En 2005, cinq états précurseurs signaient les accords de Schengen ratifiant ainsi l’ouverture des frontières entre les pays européens. Un pas important vers la concrétisation d’un monde qui s’assume de plus en plus comme étant cosmopolite. Pourtant, 14 ans plus tard, et malgré des projets d’échanges culturels ambitieux comme Erasmus, un rapport publié en mars 2019 déplore une nouvelle fois le faible niveau en langues des Français en comparaison aux nations voisines. Pour combler ces lacunes et lutter contre ce monolinguisme, le JT est allé explorer les différentes approches pédagogiques.
La faible maîtrise des langues étrangères est une caractéristique récurrente qui colle à la peau des Français. 50 % d’entre eux avouent être dans ce cas selon l’étude ‘’Langues et employabilité’’ menée en 2015 par un consortium incluant le ministère de l’Éducation nationale. Mais si le dernier rapport du Conseil national d’évaluation du système scolaire (Cnesco) paru en ce début d’année confirme certaines lacunes, le tableau semble moins noir que prévu. « En compréhension de l’écrit, les élèves ont fortement progressé depuis 15 ans et présentent désormais un niveau relativement satisfaisant », commente Nathalie Mons, présidente du Cnesco.

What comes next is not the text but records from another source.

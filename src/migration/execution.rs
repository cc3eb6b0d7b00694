//! Running a single migration: timing, timeouts and cancellation

use crate::executor::Database;
use crate::migration::{MigrationDefinition, MigrationDirection, MigrationError};
use crate::runtime;
use may::sync::mpsc;
use serde::Deserialize;
use std::sync::atomic::{AtomicBool, Ordering};
use std::sync::mpsc::RecvTimeoutError;
use std::sync::Arc;
use std::time::{Duration, Instant};

#[cfg(feature = "metrics")]
use crate::metrics::METRICS;
#[cfg(feature = "tracing")]
use crate::metrics::tracing_helpers;

/// How `down --all` undoes the applied set
#[derive(Debug, Clone, Copy, PartialEq, Eq, Default, Deserialize)]
#[serde(rename_all = "snake_case")]
pub enum UndoAllStrategy {
    /// Every `down` runs at once with no ordering between migrations
    #[default]
    Concurrent,
    /// Newest first, one at a time, stopping at the first failure
    ReverseSequential,
}

/// Cooperative cancellation flag, checked before each migration starts
///
/// A migration that is already running is never interrupted.
#[derive(Debug, Clone, Default)]
pub struct CancelToken(Arc<AtomicBool>);

impl CancelToken {
    #[must_use]
    pub fn new() -> Self {
        Self::default()
    }

    pub fn cancel(&self) {
        self.0.store(true, Ordering::SeqCst);
    }

    #[must_use]
    pub fn is_cancelled(&self) -> bool {
        self.0.load(Ordering::SeqCst)
    }

    /// # Errors
    ///
    /// Returns `MigrationError::Cancelled` once [`cancel`](Self::cancel) was called.
    pub fn check(&self) -> Result<(), MigrationError> {
        if self.is_cancelled() {
            return Err(MigrationError::Cancelled);
        }
        Ok(())
    }
}

/// Runner behavior knobs
#[derive(Debug, Clone, Default)]
pub struct RunnerOptions {
    /// Upper bound for a single `up`/`down`. `None` waits indefinitely.
    ///
    /// Under [`UndoAllStrategy::Concurrent`] every `down` starts at once, so
    /// the bound is one deadline for the whole batch, counted from the moment
    /// the downs are spawned.
    pub operation_timeout: Option<Duration>,
    pub undo_all: UndoAllStrategy,
    pub cancel: CancelToken,
}

impl RunnerOptions {
    #[must_use]
    pub fn with_operation_timeout(mut self, timeout: Duration) -> Self {
        self.operation_timeout = Some(timeout);
        self
    }

    #[must_use]
    pub fn with_undo_all(mut self, strategy: UndoAllStrategy) -> Self {
        self.undo_all = strategy;
        self
    }

    #[must_use]
    pub fn with_cancel_token(mut self, cancel: CancelToken) -> Self {
        self.cancel = cancel;
        self
    }
}

/// Run `definition` on the current coroutine/thread and time it
pub(crate) fn execute(
    definition: &MigrationDefinition,
    db: &Database,
    direction: MigrationDirection,
) -> Result<Duration, MigrationError> {
    #[cfg(feature = "tracing")]
    let _span = tracing_helpers::migration_span(&definition.class_name, direction_label(direction))
        .entered();

    let start = Instant::now();
    let result = definition.run(db, direction);
    let elapsed = start.elapsed();

    match result {
        Ok(()) => {
            #[cfg(feature = "metrics")]
            match direction {
                MigrationDirection::Up => METRICS.record_applied(elapsed),
                MigrationDirection::Down => METRICS.record_undone(elapsed),
            }
            Ok(elapsed)
        }
        Err(error) => {
            #[cfg(feature = "metrics")]
            METRICS.record_failure(direction_label(direction));
            Err(MigrationError::Execution {
                class_name: definition.class_name.clone(),
                direction,
                error,
            })
        }
    }
}

/// Run `definition` in its own coroutine, waiting at most `timeout`
///
/// The wait parks the calling coroutine rather than its worker thread, so
/// this is safe to call from inside a coroutine on a single-worker runtime.
/// On timeout the coroutine is left to finish on its own; the caller must not
/// touch the ledger for this migration.
pub(crate) fn run_migration(
    definition: &MigrationDefinition,
    db: &Database,
    direction: MigrationDirection,
    timeout: Option<Duration>,
) -> Result<Duration, MigrationError> {
    let (tx, rx) = mpsc::channel();
    let handle = runtime::spawn({
        let definition = definition.clone();
        let db = db.clone();
        move || {
            let _ = tx.send(execute(&definition, &db, direction));
        }
    })
    .map_err(|e| spawn_failed(definition, direction, e))?;

    let received = match timeout {
        Some(after) => rx.recv_timeout(after),
        None => rx.recv().map_err(|_| RecvTimeoutError::Disconnected),
    };

    match received {
        Ok(result) => result,
        Err(RecvTimeoutError::Timeout) => {
            #[cfg(feature = "metrics")]
            METRICS.record_failure(direction_label(direction));
            Err(MigrationError::Timeout {
                class_name: definition.class_name.clone(),
                direction,
                after: timeout.unwrap_or_default(),
            })
        }
        Err(RecvTimeoutError::Disconnected) => Err(panicked(definition, direction, handle.join().err())),
    }
}

/// Error for a migration whose coroutine could not be started
pub(crate) fn spawn_failed(
    definition: &MigrationDefinition,
    direction: MigrationDirection,
    error: std::io::Error,
) -> MigrationError {
    MigrationError::Execution {
        class_name: definition.class_name.clone(),
        direction,
        error: crate::executor::DocError::Io(error),
    }
}

/// Error for a migration coroutine that died without reporting a result
pub(crate) fn panicked(
    definition: &MigrationDefinition,
    direction: MigrationDirection,
    payload: Option<Box<dyn std::any::Any + Send>>,
) -> MigrationError {
    let reason = payload
        .map(|p| runtime::panic_message(&*p))
        .unwrap_or_else(|| "migration coroutine exited without a result".to_string());
    #[cfg(feature = "metrics")]
    METRICS.record_failure(direction_label(direction));
    MigrationError::Execution {
        class_name: definition.class_name.clone(),
        direction,
        error: crate::executor::DocError::Other(format!("panicked: {reason}")),
    }
}

#[cfg(any(feature = "metrics", feature = "tracing"))]
fn direction_label(direction: MigrationDirection) -> &'static str {
    match direction {
        MigrationDirection::Up => "up",
        MigrationDirection::Down => "down",
    }
}

#[cfg(test)]
mod tests {
    use super::*;
    use crate::executor::DocError;
    use crate::migration::Migration;
    use crate::store::MemoryExecutor;
    use std::path::PathBuf;

    struct Sleepy(Duration);

    impl Migration for Sleepy {
        fn up(&self, _db: &Database) -> Result<(), DocError> {
            may::coroutine::sleep(self.0);
            Ok(())
        }

        fn down(&self, _db: &Database) -> Result<(), DocError> {
            Err(DocError::Other("cannot undo".into()))
        }
    }

    struct Panics;

    impl Migration for Panics {
        fn up(&self, _db: &Database) -> Result<(), DocError> {
            panic!("boom");
        }

        fn down(&self, _db: &Database) -> Result<(), DocError> {
            Ok(())
        }
    }

    fn db() -> Database {
        Database::new("test", Arc::new(MemoryExecutor::new()))
    }

    fn definition(instance: Arc<dyn Migration>) -> MigrationDefinition {
        MigrationDefinition::new(PathBuf::from("/m/001_a.rs"), "A", instance)
    }

    #[test]
    fn test_cancel_token() {
        let token = CancelToken::new();
        assert!(token.check().is_ok());
        token.clone().cancel();
        assert!(matches!(token.check(), Err(MigrationError::Cancelled)));
    }

    #[test]
    fn test_run_migration_success_and_failure() {
        let def = definition(Arc::new(Sleepy(Duration::from_millis(1))));
        assert!(run_migration(&def, &db(), MigrationDirection::Up, None).is_ok());

        let err = run_migration(&def, &db(), MigrationDirection::Down, None).unwrap_err();
        assert!(matches!(
            err,
            MigrationError::Execution { direction: MigrationDirection::Down, .. }
        ));
    }

    #[test]
    fn test_run_migration_times_out() {
        let def = definition(Arc::new(Sleepy(Duration::from_secs(2))));
        let err = run_migration(
            &def,
            &db(),
            MigrationDirection::Up,
            Some(Duration::from_millis(20)),
        )
        .unwrap_err();
        assert!(matches!(err, MigrationError::Timeout { .. }));
    }

    #[test]
    fn test_run_migration_reports_panic() {
        let def = definition(Arc::new(Panics));
        let err = run_migration(&def, &db(), MigrationDirection::Up, None).unwrap_err();
        assert!(err.to_string().contains("boom"));
    }

    #[test]
    fn test_undo_all_strategy_deserializes_snake_case() {
        let strategy: UndoAllStrategy = serde_json::from_str("\"reverse_sequential\"").unwrap();
        assert_eq!(strategy, UndoAllStrategy::ReverseSequential);
    }
}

C’est à oral que les choses se compliquent. En fin de collège, 75 % des élèves ne sont pas capables de produire une langue globalement correcte en anglais, 73 % en espagnol et 62 % en allemand.
Les tests de SurveyLang qui permettent d’évaluer la compréhension orale et écrite ainsi que la production écrite entre les différents pays européens, font toutefois état d’un niveau plutôt faible des élèves français. « Nous nous situons dans les derniers rangs, loin derrière les nations d’Europe nordique, centrale et orientale notamment les pays baltes », précise la présidente du Cnesco. Un constat qui s’explique de plusieurs façons.
D’abord par le système éducatif. « L’apprentissage d’une langue étrangère doit débuter précocement dès le primaire, car l’oreille des très jeunes enfants peut encore discriminer et enregistrer des sons nouveaux », note Nathalie Mons. Mais, en France, ce n’est que depuis 2016 que cet enseignement s’étend au cours préparatoire et qu’une seconde langue est obligatoire dès la cinquième. Un premier effort que Nathalie Spanghero-Gaillard, enseignante-chercheuse à l’université Jean-Jaurès et spécialiste en didactique des langues étrangères, salue mais qu’elle nuance : « L’important est le taux d’exposition. Débuter l’apprentissage tôt est une chose mais s’il ne s’agit que d’une heure par semaine, cela ne sert à rien. » Elle recommande trois heures de pratiques hebdomadaires au travers de jeux, de lectures… « L’apprentissage n’est efficace que s’il est pratiqué intensément et régulièrement », précise-t-elle.
Encore faut-il disposer d’enseignants susceptibles de pouvoir assurer cette initiation en primaire. Mais en France, « ils sont peu formés en la matière, et doivent affronter une jungle de ressources pédagogiques pour créer leurs cours », observe la présidente du Cnesco. Dans le secondaire, le problème est encore différent : « Les professeurs, ayant fait Bac+5 et étudiés les auteurs classiques ont tendance à vouloir transmettre leurs propres connaissances à leurs élèves. Or, la prose de Shakespeare ne leur sera d’aucune utilité. Le vocabulaire, la grammaire et la syntaxe appris doivent correspondre à la vie réelle, à une communication authentique », argumente Nathalie Spanghero-Gaillard.
Mais la recherche montre qu’une langue étrangère ne peut s’acquérir exclusivement dans le cadre contraint des horaires scolaires et que l’exposition hors école est fondamentale. En France, le contexte sociétal y reste pourtant hermétique. « Unifiée par la langue comme beaucoup d’États-nations, mais déniant longtemps toute reconnaissance aux idiomes régionaux, la France s’est frontalement opposée au développement d’une identité plurilingue », constate Nathalie Mons. Un phénomène d’autocentrisme qui se retrouve également dans notre environnement culturel : la majorité des films et émissions télévisés sont quasi systématiquement traduits en français limitant ainsi la confrontation à une autre langue et donc la nécessité d’en maîtriser les bases.